While French farmers have to work within a stack of EU regulations — from the use of pesticides and hormones to environmental criteria and labor laws — it would be difficult to confirm whether Mercosur farms comply with the same standards, even if they agree to abide by them.
“The problem is that agri-food coming from Brazil or other countries doesn’t have the same verification at all, they don’t have controls like France, here we’re checked at all levels,” Massu said, his voice rising, his back against rotisserie chickens slowly turning in the oven. “In countries like that, they do what they want — they’re going to give them antibiotics, they’re going to make them fat with materials that are restricted in France.”

Costa argues the deal’s fragility is partly due to changing priorities after decades of negotiations, with issues like the rise in global protectionism, concern for social and environmental impact, and European sovereignty growing in importance.
French Agriculture Minister Annie Genevard has publicly opposed the EU-Mercosur deal, citing risks of deforestation and health concerns linked to hormone-treated meat. A European Commission audit flagged hormone use in Brazilian beef exports.
President Emmanuel Macron has also criticized the agreement unless South American producers meet EU standards.
Demonstrations aim to pressure the French government and EU officials to block or renegotiate the agreement.
“We know that if there’s a free trade agreement with Mercosur, it will encourage the production of palm oil or more beef, and it will continue to encourage the deforestation of the Amazon,” Costa said. “There’s also the problem of transporting all of this across oceans — there are people who are saying that we must stop buying things from the other side of the world, and that it doesn’t make sense.”
The Covid-19 pandemic and Russia’s war on Ukraine also exposed the importance of Europe becoming more autonomous.
“We discovered that the EU is very fragile, that it’s not capable of producing its own food, its own medicines, that we don’t know how to manufacture electronic chips, we don’t know how to manufacture vaccines — so today there are somewhat geostrategic reflections, which say the objective for the union is to be self-sufficient or sovereign,” Costa said. “Because if there’s another crisis, if the borders are closed again, we will risk finding ourselves in difficulty.”
Some of the EU’s biggest players are enthusiastic about the deal. Though Germany originally opposed the agreement — citing concerns on environmental protection and animal welfare — it now leads the pro-deal camp.

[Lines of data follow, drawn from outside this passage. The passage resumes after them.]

//! Leave date-range and status rules.

use chrono::NaiveDate;

use crate::error::RepositoryError;
use crate::models::LeaveStatus;

/// Inclusive number of days between `start` and `end`.
///
/// Fails when `end` precedes `start`.
pub fn inclusive_days(start: NaiveDate, end: NaiveDate) -> Result<i32, RepositoryError> {
    if end < start {
        return Err(RepositoryError::business_rule(
            "End date cannot be before start date",
        ));
    }
    let days = (end - start).num_days() + 1;
    i32::try_from(days)
        .map_err(|_| RepositoryError::validation_error("Leave period is too long"))
}

/// Two inclusive ranges share at least one day.
pub fn ranges_overlap(
    existing: (NaiveDate, NaiveDate),
    requested: (NaiveDate, NaiveDate),
) -> bool {
    existing.0 <= requested.1 && existing.1 >= requested.0
}

/// Only pending leaves may be edited, cancelled or decided.
pub fn ensure_pending(status: LeaveStatus, message: &str) -> Result<(), RepositoryError> {
    if status == LeaveStatus::Pending {
        Ok(())
    } else {
        Err(RepositoryError::business_rule(message))
    }
}

#[cfg(test)]
mod tests {
    use super::*;

    fn d(month: u32, day: u32) -> NaiveDate {
        NaiveDate::from_ymd_opt(2024, month, day).unwrap()
    }

    #[test]
    fn day_count_is_inclusive() {
        assert_eq!(inclusive_days(d(6, 10), d(6, 12)).unwrap(), 3);
        assert_eq!(inclusive_days(d(6, 10), d(6, 10)).unwrap(), 1);
        assert_eq!(inclusive_days(d(2, 28), d(3, 1)).unwrap(), 3);
    }

    #[test]
    fn reversed_range_is_rejected() {
        let err = inclusive_days(d(6, 12), d(6, 10)).unwrap_err();
        assert!(matches!(err, RepositoryError::BusinessRule(msg) if msg.contains("End date")));
    }

    #[test]
    fn overlap_detection() {
        assert!(ranges_overlap((d(6, 11), d(6, 13)), (d(6, 10), d(6, 12))));
        assert!(ranges_overlap((d(6, 10), d(6, 10)), (d(6, 10), d(6, 10))));
        assert!(ranges_overlap((d(6, 1), d(6, 30)), (d(6, 10), d(6, 12))));
        assert!(!ranges_overlap((d(6, 13), d(6, 14)), (d(6, 10), d(6, 12))));
        assert!(!ranges_overlap((d(6, 1), d(6, 9)), (d(6, 10), d(6, 12))));
    }

    #[test]
    fn only_pending_passes() {
        assert!(ensure_pending(LeaveStatus::Pending, "x").is_ok());
        for status in [
            LeaveStatus::Approved,
            LeaveStatus::Rejected,
            LeaveStatus::Cancelled,
        ] {
            assert!(ensure_pending(status, "Leave is not pending approval").is_err());
        }
    }
}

Costa says that since with cheap gas from Russia off limits and tariffs from the Trump administration looming, Germany now sees an opportunity to boost its automobile and industrial exports to South America.
German Chancellor Olaf Scholz has previously said, “The Mercosur agreement is groundbreaking for diversifying and strengthening the resilience of our economy." EU Commission president Ursula von der Leyen called the deal “an agreement of great economic and strategic importance.”
Mercosur’s full members have all expressed support for the deal, citing the positive impact it should have on trade and economic growth while diverting reliance away from China.
The EU’s executive European Commission negotiates terms for its 27 member states, which would each have to ratify a signed agreement, giving France and Poland a potential veto.
But the commission is considering splitting the deal into two parts — one solely on trade and economics, and the other on political cooperation initiatives — so it would only take a qualified majority vote to pass. To form a blocking minority in this case, France would have to get at least four member states onboard.
In the runup to the Mercosur summit, France isn’t backing down and the protests are raging on, reminiscent of the economic justice movement in 2018 nicknamed for participants’ safety jackets.
“Now in our work, we don’t live, we survive,” Massu said. “We have to maintain the yellow vests and revolt, stop being sheep.”